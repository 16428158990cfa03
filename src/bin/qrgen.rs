use clap::{Parser, Subcommand};
use invite_qr::{QrEncoder, QrMatrix};
use std::process;

#[derive(Parser)]
#[command(name = "qrgen", version, about = "Fixed-profile QR symbol generator")]
struct Cli {
    #[command(subcommand)]
    command: Command,
}

#[derive(Subcommand)]
enum Command {
    /// Encode a payload and print the module grid
    Encode {
        text: String,
        /// Light border modules around the symbol
        #[arg(long, default_value_t = 1)]
        quiet_zone: usize,
        /// Print '#'/'.' instead of block characters
        #[arg(long)]
        plain: bool,
    },
    /// Print the codewords (data then error correction) as hex
    Codewords { text: String },
}

fn main() {
    let cli = Cli::parse();

    match cli.command {
        Command::Encode {
            text,
            quiet_zone,
            plain,
        } => encode_cmd(&text, quiet_zone, plain),
        Command::Codewords { text } => codewords_cmd(&text),
    }
}

fn encode_cmd(text: &str, quiet_zone: usize, plain: bool) {
    match invite_qr::encode(text) {
        Ok(qr) => print_symbol(&qr, quiet_zone, plain),
        Err(err) => {
            eprintln!("Failed to encode {:?}: {}", text, err);
            process::exit(1);
        }
    }
}

fn codewords_cmd(text: &str) {
    let encoder = QrEncoder::new();
    match encoder.codewords(text.as_bytes()) {
        Ok(words) => {
            println!("data: {}", hex_line(&words[..16]));
            println!("ecc:  {}", hex_line(&words[16..]));
        }
        Err(err) => {
            eprintln!("Failed to encode {:?}: {}", text, err);
            process::exit(1);
        }
    }
}

fn hex_line(bytes: &[u8]) -> String {
    bytes
        .iter()
        .map(|b| format!("{:02X}", b))
        .collect::<Vec<_>>()
        .join(" ")
}

fn print_symbol(qr: &QrMatrix, quiet_zone: usize, plain: bool) {
    let (dark, light) = if plain { ("##", "..") } else { ("██", "  ") };
    let total = qr.size() + 2 * quiet_zone;
    for row in 0..total {
        let mut line = String::with_capacity(total * 2);
        for col in 0..total {
            let inside = (quiet_zone..quiet_zone + qr.size()).contains(&row)
                && (quiet_zone..quiet_zone + qr.size()).contains(&col);
            let is_dark = inside && qr.get(row - quiet_zone, col - quiet_zone);
            line.push_str(if is_dark { dark } else { light });
        }
        println!("{}", line);
    }
}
★ ★ ★ ★ ★
▸ Work request: Report each line of the material above where the word "else" appears.

▸ Problem solution:
    let (dark, light) = if plain { ("##", "..") } else { ("██", "  ") };
            line.push_str(if is_dark { dark } else { light });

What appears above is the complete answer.